‘Farmer Doug’ helps provide fresh produce to food shelvesLocal food shelves might soon have an abundant supply of fresh fruit and vegetables if Doug Hoffbauer has his way.
Local food shelves might soon have an abundant supply of fresh fruit and vegetables if Doug Hoffbauer has his way.
“Farmer Doug,” as he’s called by most who know him, is launching the Growing for a Cause campaign, which encourages local people and organizations to spare some garden space to grow fresh produce that can be donated to food shelves and soup kitchens.

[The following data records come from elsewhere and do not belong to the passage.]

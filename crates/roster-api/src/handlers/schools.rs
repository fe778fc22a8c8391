//! Handlers for `/schools` endpoints.
//!
//! | Method | Path | Notes |
//! |--------|------|-------|
//! | `POST` | `/schools` | Body: [`CreateSchoolBody`]; organisation admins only |
//! | `PUT`  | `/schools/{id}/members/{person_id}` | Body: [`PutSchoolMemberBody`]; active school secretaries only |

use axum::{
  Json,
  extract::{Path, State},
  http::StatusCode,
  response::IntoResponse,
};
use chrono::NaiveDate;
use roster_core::{
  entity::EntityKind,
  roles::Operation,
  school::{School, SchoolMembership},
  scope::ScopeRequirement,
  store::{Batch, Mutation, RecordStore},
  validation::{FieldErrors, Validate},
};
use serde::Deserialize;
use uuid::Uuid;

use crate::{
  AppState,
  error::ApiError,
  extract::{PathId, Payload},
  identity::Credential,
  pipeline::{Coordinator, Plan, Staged},
};

// ─── Create ───────────────────────────────────────────────────────────────────

#[derive(Debug, Deserialize)]
#[serde(rename_all = "camelCase")]
pub struct CreateSchoolBody {
  pub name:            Option<String>,
  pub organisation_id: Option<Uuid>,
}

pub struct NewSchool {
  pub name:            String,
  pub organisation_id: Uuid,
}

impl Validate for CreateSchoolBody {
  type Valid = NewSchool;

  fn validate(self) -> Result<NewSchool, FieldErrors> {
    let mut errors = FieldErrors::new();
    errors.string("Name", &self.name, 0, 100);
    let organisation_id = errors.required("OrganisationId", &self.organisation_id).copied();
    errors.finish(|| NewSchool {
      name:            self.name.unwrap_or_default().trim().to_owned(),
      organisation_id: organisation_id.unwrap_or_default(),
    })
  }
}

/// `POST /schools` — returns 201 + the new [`School`].
pub async fn create<S>(
  State(state): State<AppState<S>>,
  credential: Credential,
  Payload(body): Payload<CreateSchoolBody>,
) -> Result<impl IntoResponse, ApiError>
where
  S: RecordStore + Clone + Send + Sync + 'static,
{
  let outcome = Coordinator::new(state.store.as_ref())
    .run(
      &credential,
      body,
      |school| {
        Plan::new(Operation::CreateSchool)
          .reference(EntityKind::Organisation, school.organisation_id)
          .scope(ScopeRequirement::OrganisationAdmin(school.organisation_id))
      },
      |_, _, new| async move {
        let school = School {
          id:              Uuid::new_v4(),
          organisation_id: new.organisation_id,
          name:            new.name,
        };
        Ok(Staged::write(school.clone(), Batch::new().with(Mutation::InsertSchool(school))))
      },
    )
    .await?;
  Ok((StatusCode::CREATED, Json(outcome.value)))
}

// ─── Members ──────────────────────────────────────────────────────────────────

#[derive(Debug, Deserialize)]
#[serde(rename_all = "camelCase")]
pub struct PutSchoolMemberBody {
  pub is_instructor: Option<bool>,
  pub is_secretary:  Option<bool>,
  pub inactive_date: Option<NaiveDate>,
}

pub struct SchoolRoles {
  pub is_instructor: bool,
  pub is_secretary:  bool,
  pub inactive_date: Option<NaiveDate>,
}

impl Validate for PutSchoolMemberBody {
  type Valid = SchoolRoles;

  fn validate(self) -> Result<SchoolRoles, FieldErrors> {
    let mut errors = FieldErrors::new();
    let is_instructor = errors.required("IsInstructor", &self.is_instructor).copied();
    let is_secretary = errors.required("IsSecretary", &self.is_secretary).copied();
    errors.finish(|| SchoolRoles {
      is_instructor: is_instructor.unwrap_or_default(),
      is_secretary:  is_secretary.unwrap_or_default(),
      inactive_date: self.inactive_date,
    })
  }
}

/// `PUT /schools/{id}/members/{person_id}`
///
/// The person must already belong to the school's organisation.
pub async fn put_member<S>(
  State(state): State<AppState<S>>,
  credential: Credential,
  Path((school, person)): Path<(PathId, PathId)>,
  Payload(body): Payload<PutSchoolMemberBody>,
) -> Result<Json<SchoolMembership>, ApiError>
where
  S: RecordStore + Clone + Send + Sync + 'static,
{
  let (school_id, person_id) = (school.id(), person.id());
  let outcome = Coordinator::new(state.store.as_ref())
    .run(
      &credential,
      body,
      |_| {
        Plan::new(Operation::PutSchoolMembership)
          .reference_path(EntityKind::School, &school)
          .reference_path(EntityKind::Person, &person)
          .scope(ScopeRequirement::SchoolSecretary(school_id))
      },
      |store, _, roles| async move {
        let school = store
          .get_school(school_id)
          .await
          .map_err(ApiError::store)?
          .ok_or_else(|| ApiError::EntityIdNotFound {
            entity: EntityKind::School,
            id:     school_id.to_string(),
          })?;

        store
          .get_organisation_membership(school.organisation_id, person_id)
          .await
          .map_err(ApiError::store)?
          .ok_or(ApiError::EntityRelationNotFound {
            child:     EntityKind::Person,
            child_id:  person_id,
            parent:    EntityKind::Organisation,
            parent_id: school.organisation_id,
          })?;

        let membership = SchoolMembership {
          school_id,
          person_id,
          is_instructor: roles.is_instructor,
          is_secretary: roles.is_secretary,
          inactive_date: roles.inactive_date,
        };
        Ok(Staged::write(
          membership,
          Batch::new().with(Mutation::PutSchoolMembership(membership)),
        ))
      },
    )
    .await?;
  Ok(Json(outcome.value))
}
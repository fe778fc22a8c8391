//! Arts and the grades an organisation awards within them.

use serde::{Deserialize, Serialize};
use uuid::Uuid;

#[derive(Debug, Clone, PartialEq, Eq, Serialize, Deserialize)]
#[serde(rename_all = "camelCase")]
pub struct Art {
  pub id:   Uuid,
  pub name: String,
}

/// A grade belongs to one art and is defined by one organisation. `rank`
/// orders grades within that pair, lowest first.
#[derive(Debug, Clone, PartialEq, Eq, Serialize, Deserialize)]
#[serde(rename_all = "camelCase")]
pub struct Grade {
  pub id:              Uuid,
  pub art_id:          Uuid,
  pub organisation_id: Uuid,
  pub name:            String,
  pub rank:            u32,
}
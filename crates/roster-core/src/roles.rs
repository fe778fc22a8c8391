//! Role & capability registry.
//!
//! A user holds a set of [`Role`]s. Each business [`Operation`] declares the
//! roles that unlock it; holding any one of them is enough. [`Role::Superuser`]
//! satisfies every check.

use std::collections::BTreeSet;

use serde::{Deserialize, Serialize};
use strum::{Display, EnumIter, EnumString, IntoStaticStr};

/// A named capability group.
#[derive(
  Debug,
  Clone,
  Copy,
  PartialEq,
  Eq,
  PartialOrd,
  Ord,
  Hash,
  Serialize,
  Deserialize,
  Display,
  EnumString,
  EnumIter,
  IntoStaticStr,
)]
pub enum Role {
  /// Bypasses every capability and scope check.
  Superuser,
  OrganisationAdmin,
  OrganisationMember,
  SchoolSecretary,
  SchoolInstructor,
}

/// Every operation the service authorises, keyed to the roles it requires.
#[derive(Debug, Clone, Copy, PartialEq, Eq, Display)]
pub enum Operation {
  ViewSelf,
  ViewOrganisation,
  ListOrganisationMembers,
  CreateRootOrganisation,
  CreateChildOrganisation,
  CreatePerson,
  AddOrganisationMember,
  RemoveOrganisationMember,
  CreateSchool,
  PutSchoolMembership,
  CreateGrade,
  ProvisionUser,
  BlockUser,
}

impl Operation {
  /// The roles that unlock this operation. An empty slice means any
  /// registered user may perform it.
  pub fn required_roles(self) -> &'static [Role] {
    use Operation::*;
    match self {
      ViewSelf => &[],
      ViewOrganisation | ListOrganisationMembers => {
        &[Role::OrganisationMember, Role::OrganisationAdmin]
      }
      CreateRootOrganisation | ProvisionUser | BlockUser => &[Role::Superuser],
      CreateChildOrganisation
      | CreatePerson
      | AddOrganisationMember
      | RemoveOrganisationMember
      | CreateSchool
      | CreateGrade => &[Role::OrganisationAdmin],
      PutSchoolMembership => &[Role::SchoolSecretary, Role::OrganisationAdmin],
    }
  }
}

/// `true` if `roles` contains the universal bypass role.
pub fn is_superuser(roles: &BTreeSet<Role>) -> bool { roles.contains(&Role::Superuser) }

/// Whether a holder of `roles` may perform something requiring `required`.
///
/// Succeeds when `required` is empty, when the holder is a superuser, or when
/// the two sets intersect.
pub fn has_capability(roles: &BTreeSet<Role>, required: &[Role]) -> bool {
  required.is_empty()
    || is_superuser(roles)
    || required.iter().any(|r| roles.contains(r))
}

“We should take care of our own; this is our community,” Hoffbauer said. “People fall on tough times and need a helping hand to get going. This is about getting our hands dirty for a good cause.”
With the help of a grant from the Northland Foundation, Hoffbauer is offering vegetable seeds and plants to individuals, church groups and other organizations to grow — with a stipulation that they will donate the fruits and vegetables to a local hunger organization.
Hoffbauer estimates that the project will result in about 7,000 plants in the ground this summer. He’s offering cabbage, broccoli and cucumber seeds, as well as carrot and green bean transplants.
Although the growing season is usually well in swing by mid-June, Hoffbauer said the sluggish start to spring has been a slight hindrance to the project.
“This spring has made it kind of difficult,” he said. “There hasn’t been
a lot of enthusiasm. We’ve had to beat the bushes and find some volunteers.”
Hoffbauer and his wife Lois own a 10-acre farm in Midway Township, just outside of Proctor, where they grow fruit, vegetables and Christmas trees. They have been selling products at the Duluth Farmers Market for more than 30 years.
Hoffbauer worked for 25 years as a gardener at the Northeast Regional Corrections Center in Duluth before retiring three years ago. While working at the prison, he said he was able to grow and donate more than 50 tons of food to local organizations every year before leaving.
He now serves on the St. Louis County Extension Committee, a partnership between the county and the University of Minnesota that seeks to connect community needs with resources. It’s through the committee that Hoffbauer has worked with the Salvation Army’s food shelf and the Northern Lakes Food Bank, where he said he noticed a need for fresh food.
Hoffbauer and St. Louis County Extension agent Bob Olen, another gardening expert, then decided to launch the Growing for a Cause initiative.
“Bob has had this long interest in healthy food and communities,” he said. “So we just tied in how we can get people who are on a low-income to utilize healthy foods and make them more available.”
Hoffbauer said that he’d like to see the donations go to the Northern Lakes Food Bank, so that they can be distributed as needed to food shelves across Northeastern Minnesota and Northwestern Wisconsin.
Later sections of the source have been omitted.